Poichè la sentenza gravata è stata depositata il 3.3.2015, nel presente giudizio risulta applicabile il testo dell’art. 360 c.p.c., comma 1, n. 5 come modificato dal D.L. 22 giugno 2012, n. 83, art. 54 convertito con la L. 7 agosto 2012, n. 134. Tale testo – in forza della quale le sentenze ricorribili per cassazione possono essere impugnate “per omesso esame circa un fatto decisivo per il giudizio che è stato oggetto di discussione tra le parti” – si applica infatti, per il disposto del suddetto art. 54, comma 3 ai ricorsi per cassazione avverso sentenze pubblicate dall’11 settembre 2012, trentesimo giorno successivo all’entrata in vigore della legge di conversione del D.L. n. 83 del 2012. Tanto premesso, i primi due motivi di ricorso sono inammissibili perchè il nuovo testo dell’art. 360 c.p.c., n. 5 esclude l’autonoma rilevanza del vizio di insufficienza e contraddittorietà della motivazione (v. anche Cass. n. 16300 del 2014), nè il ricorrente ne deduce la sostanziale mancanza di essa ma soltanto che non abbia preso in considerazione quanto affermato dai testi da lui citati al fine di ritenere provata l’instaurazione di una stabile convivenza con la zia, ai fini della successione nel rapporto di locazione.

E’ esclusa la possibilità di chiedere a questa Corte di rinnovare, in questa sede, la valutazione della corte d’appello, che ha peraltro espressamente puntualizzato che dal complesso delle prove raccolte emerge piuttosto che il P., con la collaborazione del cugino O., prima della morte della zia ne frequentava effettivamente la casa, ma solo per ragioni di assistenza e cura della medesima, quindi per ragioni transitorie e non anche abituali e stabili.

Con il terzo motivo il ricorrente deduce la nullità dell’intero giudizio di secondo grado e della sentenza che lo ha concluso perchè la controparte non avrebbe coinvolto nel giudizio di secondo grado anche l’ O. (nei confronti del quale, oltre che del P., aveva rivolto la domanda di rilascio e la domanda risarcitoria (rigettata) in primo grado, e perchè non era stata ordinata l’integrazione del contraddittorio nei confronti di questi.

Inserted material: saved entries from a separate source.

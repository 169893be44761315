//! # Engine Module
//!
//! The restrained simulated-annealing engine: pure pairwise force functions,
//! the explicit-integration dynamics kernel, the temperature/repulsion
//! schedule, and the annealing loop that ties them together.
//!
//! The engine operates on a [`crate::core::models::system::ParticleSystem`]
//! it is given exclusive access to for the duration of a call; all
//! configuration is validated before any dynamics runs.

pub mod anneal;
pub mod config;
pub mod dynamics;
pub mod error;
pub mod forces;
pub mod progress;
pub mod schedule;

Il motivo è infondato: trattandosi di causa scindibile, non sussisteva l’obbligo di integrare il contradditorio, come correttamente affermato dalla Corte d’Appello, in quanto la sentenza emessa in un procedimento cumulativo impugnata soltanto da alcune delle parti passa in giudicato nei confronti dei soggetti non impugnanti, e, trascorso il termine di cui all’art. 332 c.p.c. la violazione di esso non produce alcun effetto (Cass. n. 12608 del 1997).

Si propone pertanto la declaratoria di rigetto del ricorso”.

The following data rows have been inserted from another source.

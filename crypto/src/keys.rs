//! Deterministic BLS12-381 holder keys.
//!
//! Holders are identified by compressed min-pk public keys (48 bytes). Keys
//! derived here are for fixtures and for the fallback reward-share entry
//! carried by blocks that have no reward routing yet; they are not meant to
//! hold funds.

use blst::min_pk::SecretKey;
use blst::BLST_ERROR;
use merit_types::HolderKey;
use std::sync::OnceLock;
use thiserror::Error;

use crate::hash::blake2b_384;

#[derive(Debug, Error)]
pub enum KeyError {
    #[error("BLS key generation failed: {0:?}")]
    KeyGen(BLST_ERROR),
}

/// Derive a holder key from an arbitrary seed.
///
/// The seed is stretched through Blake2b-384 so that short seeds still meet
/// the 32-byte minimum IKM of `KeyGen`.
pub fn holder_key_from_seed(seed: &[u8]) -> Result<HolderKey, KeyError> {
    let ikm = blake2b_384(seed);
    let secret = SecretKey::key_gen(ikm.as_bytes(), &[]).map_err(KeyError::KeyGen)?;
    Ok(HolderKey::new(secret.sk_to_pk().compress()))
}

/// The fixed key of the default reward-share entry: the key derived from the
/// single zero-byte seed.
///
/// Derivation is `blst` `KeyGen` over `Blake2b-384([0])`. This differs from
/// libraries that seed the secret key directly (e.g. `PrivateKey::from_seed`
/// over `[0]`), so a default block body's miner bytes only match peers that
/// derive the key the same way.
pub fn default_miner_key() -> HolderKey {
    static KEY: OnceLock<HolderKey> = OnceLock::new();
    *KEY.get_or_init(|| {
        // 48 bytes of IKM satisfy KeyGen's only failure condition.
        holder_key_from_seed(&[0]).expect("key_gen accepts 48-byte IKM")
    })
}
#![no_main]

use libfuzzer_sys::fuzz_target;

use merit_epochs::BlockBody;

// Parse arbitrary text as BlockBody JSON; accepted bodies must survive the
// binary form unchanged.
fuzz_target!(|data: &[u8]| {
    let Ok(text) = std::str::from_utf8(data) else {
        return;
    };
    let Ok(body) = BlockBody::from_json_str(text) else {
        return;
    };
    let Ok(bytes) = body.to_bytes() else {
        return;
    };
    let decoded = BlockBody::from_bytes(&bytes).expect("encoded body decodes");
    assert_eq!(decoded, body);
});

Non sono state depositate memorie.

A seguito della discussione sul ricorso, tenuta nella Camera di consiglio, il Collegio ha condiviso i motivi in fatto ed in diritto esposti nella relazione stessa.

Il ricorso proposto va pertanto rigettato.

Le spese seguono la soccombenza e si liquidano come al dispositivo.

Infine, il ricorso risulta notificato successivamente al termine previsto dalla L. n. 228 del 2012, art. 1, comma 18, pertanto deve darsi atto della sussistenza dei presupposti di cui al D.P.R. n. 115 del 2002, art. 13, comma 1 quater, introdotto dalla citata L. n. 228 del 2012, art. 1, comma 17.

PQM

La Corte rigetta il ricorso.

Liquida in favore del controricorrente Euro 1.800,00 per spese legali, di cui 200,00 per esborsi, oltre accessori e contributo spese generali.

Ai sensi del D.P.R. 30 maggio 2002, n. 115, art. 13, comma 1 quater dà atto della sussistenza dei presupposti per il versamento da parte della ricorrente dell’ulteriore importo a titolo di contributo unificato pari a quello dovuto per il ricorso a norma dello stesso art. 13, comma 1 bis.

Così deciso in Roma, il 11 ottobre 2016.